#### ASSIGNMENT:
From the entries below, gather every line containing the string "cannot".

[Records from a data collection]
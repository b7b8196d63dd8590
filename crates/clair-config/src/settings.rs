//! Build settings (clair.toml / ~/.clair/config.toml)
//!
//! Both files share one schema. Every field is optional so a global file can
//! provide machine-wide toolchain paths while a project file only pins what it
//! needs; [`Settings::merge`] layers one over the other.

use crate::{ConfigError, ConfigResult};
use serde::{Deserialize, Serialize};
use std::path::Path;
use std::time::Duration;

/// Prefix of the freestanding cross toolchain when none is configured.
pub const DEFAULT_CROSS_PREFIX: &str = "i686-elf-";

/// Assembler output format when none is configured.
pub const DEFAULT_ASM_ARCH: &str = "elf32";

/// Settings file contents
#[derive(Debug, Clone, Serialize, Deserialize, PartialEq, Default)]
#[serde(deny_unknown_fields)]
pub struct Settings {
    /// Toolchain programs
    #[serde(skip_serializing_if = "Option::is_none")]
    pub toolchain: Option<ToolchainSection>,

    /// Build scheduling options
    #[serde(skip_serializing_if = "Option::is_none")]
    pub build: Option<BuildSection>,
}

/// `[toolchain]` section
#[derive(Debug, Clone, Serialize, Deserialize, PartialEq, Default)]
#[serde(deny_unknown_fields, rename_all = "kebab-case")]
pub struct ToolchainSection {
    /// Prefix used to derive cross tool names (e.g. "i686-elf-")
    #[serde(skip_serializing_if = "Option::is_none")]
    pub cross_prefix: Option<String>,

    /// Assembler output format substituted for `$(ASMARCH)`
    #[serde(skip_serializing_if = "Option::is_none")]
    pub asm_arch: Option<String>,

    /// Strip tool substituted for `$(STRIP)`
    #[serde(skip_serializing_if = "Option::is_none")]
    pub strip: Option<String>,

    /// Explicit cross tool overrides
    #[serde(skip_serializing_if = "Option::is_none")]
    pub cross: Option<ToolSet>,

    /// Explicit host tool overrides
    #[serde(skip_serializing_if = "Option::is_none")]
    pub host: Option<ToolSet>,
}

/// `[toolchain.cross]` / `[toolchain.host]` tables
#[derive(Debug, Clone, Serialize, Deserialize, PartialEq, Default)]
#[serde(deny_unknown_fields)]
pub struct ToolSet {
    /// C compiler (also used as the link driver)
    #[serde(skip_serializing_if = "Option::is_none")]
    pub cc: Option<String>,

    /// Assembler
    #[serde(skip_serializing_if = "Option::is_none")]
    pub asm: Option<String>,

    /// Archiver
    #[serde(skip_serializing_if = "Option::is_none")]
    pub ar: Option<String>,
}

/// `[build]` section
#[derive(Debug, Clone, Serialize, Deserialize, PartialEq, Default)]
#[serde(deny_unknown_fields)]
pub struct BuildSection {
    /// Maximum number of concurrently running toolchain processes
    #[serde(skip_serializing_if = "Option::is_none")]
    pub jobs: Option<usize>,

    /// Global timeout in seconds
    #[serde(skip_serializing_if = "Option::is_none")]
    pub timeout: Option<u64>,

    /// Comma-separated feature selection (empty means all)
    #[serde(skip_serializing_if = "Option::is_none")]
    pub features: Option<String>,
}

/// Fully resolved program names for one toolchain
#[derive(Debug, Clone, PartialEq, Eq)]
pub struct Tools {
    pub cc: String,
    pub asm: String,
    pub ar: String,
}

impl Settings {
    /// Load settings from a file
    pub fn load_from_file(path: &Path) -> ConfigResult<Self> {
        let content = std::fs::read_to_string(path).map_err(|e| {
            if e.kind() == std::io::ErrorKind::NotFound {
                ConfigError::NotFound(path.to_path_buf())
            } else {
                ConfigError::IoError(e)
            }
        })?;

        Self::parse(&content).map_err(|e| match e {
            ConfigError::TomlParseError { error, .. } => ConfigError::TomlParseError {
                file: path.to_path_buf(),
                error,
            },
            other => other,
        })
    }

    /// Parse settings from TOML text
    pub fn parse(content: &str) -> ConfigResult<Self> {
        let settings: Self =
            toml::from_str(content).map_err(|error| ConfigError::TomlParseError {
                file: Default::default(),
                error,
            })?;
        settings.validate()?;
        Ok(settings)
    }

    /// Validate value ranges that serde cannot express
    pub fn validate(&self) -> ConfigResult<()> {
        if let Some(build) = &self.build {
            if build.jobs == Some(0) {
                return Err(ConfigError::InvalidValue {
                    field: "build.jobs".to_string(),
                    reason: "must be at least 1".to_string(),
                });
            }
            if build.timeout == Some(0) {
                return Err(ConfigError::InvalidValue {
                    field: "build.timeout".to_string(),
                    reason: "must be at least 1 second".to_string(),
                });
            }
        }

        if let Some(toolchain) = &self.toolchain {
            let sets = [("cross", &toolchain.cross), ("host", &toolchain.host)];
            for (section, set) in sets {
                let Some(set) = set else { continue };
                for (key, value) in [("cc", &set.cc), ("asm", &set.asm), ("ar", &set.ar)] {
                    if value.as_deref().is_some_and(|v| v.trim().is_empty()) {
                        return Err(ConfigError::InvalidValue {
                            field: format!("toolchain.{section}.{key}"),
                            reason: "program name cannot be empty".to_string(),
                        });
                    }
                }
            }
        }

        Ok(())
    }

    /// Layer `other` on top of `self`; values present in `other` win.
    pub fn merge(&mut self, other: Settings) {
        if let Some(theirs) = other.toolchain {
            let ours = self.toolchain.get_or_insert_with(Default::default);
            if theirs.cross_prefix.is_some() {
                ours.cross_prefix = theirs.cross_prefix;
            }
            if theirs.asm_arch.is_some() {
                ours.asm_arch = theirs.asm_arch;
            }
            if theirs.strip.is_some() {
                ours.strip = theirs.strip;
            }
            merge_tool_set(&mut ours.cross, theirs.cross);
            merge_tool_set(&mut ours.host, theirs.host);
        }

        if let Some(theirs) = other.build {
            let ours = self.build.get_or_insert_with(Default::default);
            if theirs.jobs.is_some() {
                ours.jobs = theirs.jobs;
            }
            if theirs.timeout.is_some() {
                ours.timeout = theirs.timeout;
            }
            if theirs.features.is_some() {
                ours.features = theirs.features;
            }
        }
    }

    /// Cross tool name prefix
    pub fn cross_prefix(&self) -> &str {
        self.toolchain
            .as_ref()
            .and_then(|t| t.cross_prefix.as_deref())
            .unwrap_or(DEFAULT_CROSS_PREFIX)
    }

    /// Resolved cross toolchain
    pub fn cross_tools(&self) -> Tools {
        let prefix = self.cross_prefix();
        let set = self.toolchain.as_ref().and_then(|t| t.cross.as_ref());
        Tools {
            cc: pick(set.and_then(|s| s.cc.as_deref()), || format!("{prefix}gcc")),
            asm: pick(set.and_then(|s| s.asm.as_deref()), || "nasm".to_string()),
            ar: pick(set.and_then(|s| s.ar.as_deref()), || format!("{prefix}ar")),
        }
    }

    /// Resolved host toolchain
    pub fn host_tools(&self) -> Tools {
        let set = self.toolchain.as_ref().and_then(|t| t.host.as_ref());
        Tools {
            cc: pick(set.and_then(|s| s.cc.as_deref()), || "cc".to_string()),
            asm: pick(set.and_then(|s| s.asm.as_deref()), || "nasm".to_string()),
            ar: pick(set.and_then(|s| s.ar.as_deref()), || "ar".to_string()),
        }
    }

    /// Strip tool (defaults to the cross prefix's strip)
    pub fn strip(&self) -> String {
        pick(
            self.toolchain.as_ref().and_then(|t| t.strip.as_deref()),
            || format!("{}strip", self.cross_prefix()),
        )
    }

    /// Assembler architecture
    pub fn asm_arch(&self) -> &str {
        self.toolchain
            .as_ref()
            .and_then(|t| t.asm_arch.as_deref())
            .unwrap_or(DEFAULT_ASM_ARCH)
    }

    /// Concurrency limit (defaults to the available parallelism)
    pub fn jobs(&self) -> usize {
        self.build
            .as_ref()
            .and_then(|b| b.jobs)
            .unwrap_or_else(|| {
                std::thread::available_parallelism()
                    .map(|n| n.get())
                    .unwrap_or(1)
            })
    }

    /// Optional global timeout
    pub fn timeout(&self) -> Option<Duration> {
        self.build
            .as_ref()
            .and_then(|b| b.timeout)
            .map(Duration::from_secs)
    }

    /// Feature selection string (empty means all)
    pub fn features(&self) -> &str {
        self.build
            .as_ref()
            .and_then(|b| b.features.as_deref())
            .unwrap_or("")
    }
}

fn merge_tool_set(ours: &mut Option<ToolSet>, theirs: Option<ToolSet>) {
    let Some(theirs) = theirs else { return };
    let ours = ours.get_or_insert_with(Default::default);
    if theirs.cc.is_some() {
        ours.cc = theirs.cc;
    }
    if theirs.asm.is_some() {
        ours.asm = theirs.asm;
    }
    if theirs.ar.is_some() {
        ours.ar = theirs.ar;
    }
}

fn pick(value: Option<&str>, fallback: impl FnOnce() -> String) -> String {
    value.map(str::to_string).unwrap_or_else(fallback)
}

#### ANSWER TO THIS EXERCISE:
    /// Validate value ranges that serde cannot express
                            reason: "program name cannot be empty".to_string(),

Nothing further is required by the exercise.